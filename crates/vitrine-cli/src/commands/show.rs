use anyhow::Result;

use vitrine_core::{content::ContentFetcher, AppConfig};

use crate::Collection;

pub async fn run(config: &AppConfig, collection: Collection) -> Result<()> {
    let fetcher = ContentFetcher::new(config)?;

    match collection {
        Collection::Certificates => {
            let items = fetcher.certificates().await?;
            if items.is_empty() {
                println!("No certificates.");
            }
            for (index, cert) in items.iter().enumerate() {
                println!(
                    "{:<12} {:<40} {}",
                    cert.identity(index),
                    cert.display_title(),
                    fetcher.resolve_certificate_image(&cert.image)
                );
            }
        }
        Collection::Courses => {
            let items = fetcher.courses().await?;
            if items.is_empty() {
                println!("No courses.");
            }
            for course in &items {
                println!("{:<12} {}", course.start_date_ymd(), course.duration);
            }
        }
        Collection::Trainings => {
            let items = fetcher.trainings().await?;
            if items.is_empty() {
                println!("No trainings.");
            }
            for training in &items {
                println!(
                    "{:<30} {:<20} {:<12} {}",
                    training.name,
                    training.icon.as_deref().unwrap_or("-"),
                    training.start_date.as_deref().unwrap_or("-"),
                    training.duration.as_deref().unwrap_or("-")
                );
            }
        }
        Collection::Placements => {
            let items = fetcher.placements().await?;
            if items.is_empty() {
                println!("No placements.");
            }
            for p in &items {
                println!(
                    "{:<24} {:<28} {:<20} {:<12} {}",
                    p.name,
                    p.role,
                    p.company,
                    p.package,
                    fetcher.resolve_image_url(&p.image)
                );
            }
        }
        Collection::Contacts => {
            let items = fetcher.contacts().await?;
            if items.is_empty() {
                println!("No contacts.");
            }
            // The footer shows the last entry; list them all here
            for contact in &items {
                println!(
                    "mobile: {}  email: {}  instagram: {}  linkedin: {}",
                    contact.mobile.as_deref().unwrap_or("-"),
                    contact.email.as_deref().unwrap_or("-"),
                    contact.instagram.as_deref().unwrap_or("-"),
                    contact.linkedin.as_deref().unwrap_or("-")
                );
            }
        }
    }

    Ok(())
}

::::

BRIEF —
Search the records for the word "image", then list every line that has it.

ANSWER BELOW —
                    fetcher.resolve_certificate_image(&cert.image)
                    fetcher.resolve_image_url(&p.image)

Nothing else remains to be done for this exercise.